Once an article is live and shared, I leave it be. I’ll respond to comments should there be any, but little beyond that. Perhaps it’s derivative of my own personality in general, not wanting to feel as though I’m shoving my posts in a person’s face—especially when I don’t even know them.
I’m even hesitant to jump in on Twitter threads asking for links to blogs or author pages where the post’s creator is interested in checking them out and wants to see them.
I’ll own up to that. Sharing more about my ongoing projects and my blog is something I’m working on.
All the same, I do start to take issue when users are so intent on making a sale they neglect to make connections.
This behavior isn’t just limited to private messages.
Some will start this game of following and unfollowing and following again me until I follow them back (this is one of the few reasons I have ever actually blocked someone). Others have left links to their pages on completely unrelated tweets (imagine User A shares a picture of their dog and User B drops a link to their editing services in the comments).
I have even seen someone tag another user in a public tweet demanding to know why they didn’t follow back. That kind of behavior is enough of an answer in my mind.
In short, it’s rude.
The longer explanation is that it’s the kind of thing that others find anywhere from annoying to even offensive, and that’s putting it mildly. It demonstrates a level of carelessness about your audience. Things such as sending automatically generic messages while praising your own novels, retweeting your own promotional tweets daily (sponsored posts are a different thing, just so we’re clear), and taking to the comments section to market your works without being asked to are likely to give the impression your only interest is in profiting. A commonality I’ve noticed throughout the Writing Community on Twitter is a shared love for the craft and having the ability to make friends in all corners of the world with an endless source of knowledge, advice, and support. This makes the automatic advertisers all the more blatant, and their posts all the more distasteful.

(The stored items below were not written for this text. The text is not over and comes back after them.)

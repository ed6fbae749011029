/*
SPDX-FileCopyrightText: Copyright 2026 LG Electronics Inc.
SPDX-License-Identifier: MIT
*/

//! State manager: derives the vehicle's drive state from fused data and
//! publishes it as a field, only when it changes.

use std::sync::Arc;
use std::time::Duration;

use fleet_core::middleware::LocalRuntime;
use fleet_core::{
    Application, ChannelKind, ComponentError, Middleware, PortSettings, SendMode, SoftwareComponent,
};
use tracing::info;

use crate::payload::{
    DriveState, FusedData, DRIVE_STATE, DRIVE_STATE_SERVICE, FUSED_DATA, FUSED_DATA_SERVICE,
};

/// Closer than this: stop.
pub const BRAKING_DISTANCE_M: f32 = 1.0;
/// Closer than this: slow down.
pub const CAUTION_DISTANCE_M: f32 = 3.0;

pub struct StateManager {
    runtime: Arc<LocalRuntime>,
    interval: Duration,
}

impl StateManager {
    pub fn new(runtime: Arc<LocalRuntime>, interval: Duration) -> Self {
        Self { runtime, interval }
    }
}

pub fn classify(nearest_obstacle_m: f32) -> DriveState {
    if nearest_obstacle_m < BRAKING_DISTANCE_M {
        DriveState::Braking
    } else if nearest_obstacle_m < CAUTION_DISTANCE_M {
        DriveState::Cautious
    } else {
        DriveState::Cruising
    }
}

impl Application for StateManager {
    fn initialize(&self, component: &mut SoftwareComponent) -> Result<(), ComponentError> {
        let fused_mw: Arc<dyn Middleware<FusedData>> = self.runtime.clone();
        let state_mw: Arc<dyn Middleware<DriveState>> = self.runtime.clone();

        let fused = component.add_inbound(
            FUSED_DATA,
            ChannelKind::Event,
            PortSettings::new(FUSED_DATA_SERVICE).with_interval(self.interval),
            fused_mw,
        )?;
        let drive_state = component.add_outbound(
            DRIVE_STATE,
            ChannelKind::Field,
            PortSettings::new(DRIVE_STATE_SERVICE)
                .with_interval(self.interval)
                .with_send_mode(SendMode::OnUpdate),
            state_mw,
        )?;

        // initial field value, published on the first tick
        drive_state.write_data(DriveState::Stopped);

        let mut current = DriveState::Stopped;
        fused.set_handler(move |data| {
            let next = classify(data.nearest_obstacle_m);
            if next != current {
                info!(from = %current, to = %next, nearest_m = data.nearest_obstacle_m, "drive state changed");
                current = next;
                drive_state.write_data(next);
            }
        });
        Ok(())
    }
}
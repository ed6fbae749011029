/*
SPDX-FileCopyrightText: Copyright 2026 LG Electronics Inc.
SPDX-License-Identifier: MIT
*/

//! Payload types and service names of the fleet pipeline.
//!
//! ```text
//!  Sensor ──raw_data──► SensorFusion ──fused_data──┬──► Calc ──control_data──► Actuator
//!                                                  └──► StateManager             SimActuator ──simulation_data──►
//!                                   StateManager ──drive_state (field)──► Calc
//! ```
//!
//! A channel is identified by the provider's service plus the port name, so
//! producer and consumer ports of one channel share the same name.

use std::fmt;

// ── Services ──────────────────────────────────────────────────────────────────

pub const RAW_DATA_SERVICE: &str = "Sensor/RawData";
pub const FUSED_DATA_SERVICE: &str = "SensorFusion/FusedData";
pub const CONTROL_DATA_SERVICE: &str = "Calc/ControlData";
pub const DRIVE_STATE_SERVICE: &str = "StateManager/DriveState";
pub const SIMULATION_DATA_SERVICE: &str = "SimActuator/SimulationData";

// ── Channels ──────────────────────────────────────────────────────────────────

pub const RAW_DATA: &str = "raw_data";
pub const FUSED_DATA: &str = "fused_data";
pub const CONTROL_DATA: &str = "control_data";
pub const DRIVE_STATE: &str = "drive_state";
pub const SIMULATION_DATA: &str = "simulation_data";

// ── Payloads ──────────────────────────────────────────────────────────────────

/// One range scan, metres per beam.
#[derive(Debug, Clone, PartialEq)]
pub struct RawData {
    pub seq: u64,
    pub ranges: Vec<f32>,
}

#[derive(Debug, Clone, Copy, PartialEq)]
pub struct FusedData {
    pub seq: u64,
    /// Closest valid return of the scan; `f32::INFINITY` if there was none.
    pub nearest_obstacle_m: f32,
}

#[derive(Debug, Clone, Copy, PartialEq)]
pub struct ControlData {
    pub seq: u64,
    pub speed_mps: f32,
    pub steering_rad: f32,
}

/// Vehicle-level driving mode, published as a field.
#[derive(Debug, Clone, Copy, PartialEq, Eq, Default)]
pub enum DriveState {
    #[default]
    Stopped,
    Cruising,
    Cautious,
    Braking,
}

impl fmt::Display for DriveState {
    fn fmt(&self, f: &mut fmt::Formatter<'_>) -> fmt::Result {
        let s = match self {
            DriveState::Stopped => "stopped",
            DriveState::Cruising => "cruising",
            DriveState::Cautious => "cautious",
            DriveState::Braking => "braking",
        };
        f.write_str(s)
    }
}

/// Feedback of the simulated vehicle.
#[derive(Debug, Clone, Copy, PartialEq, Default)]
pub struct SimulationData {
    pub seq: u64,
    pub speed_mps: f32,
    pub travelled_m: f32,
}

Regardless of if they pursue traditional publication outlets or take an indie route, authors will be tasked with a fair amount of promoting their work. It’s to be expected. Social media sites like Twitter have become such an important platform to utilize. However, these automatic messages can be offputting to some users or give the wrong impression.
The best comparison I can make here is to a door-to-door salesman carting around a set of encyclopedias in a wagon; it’s just that the neighborhood has gotten a whole lot bigger. Uninvited advertising can actually be doing more harm than good for not only your books, but for yourself as an author.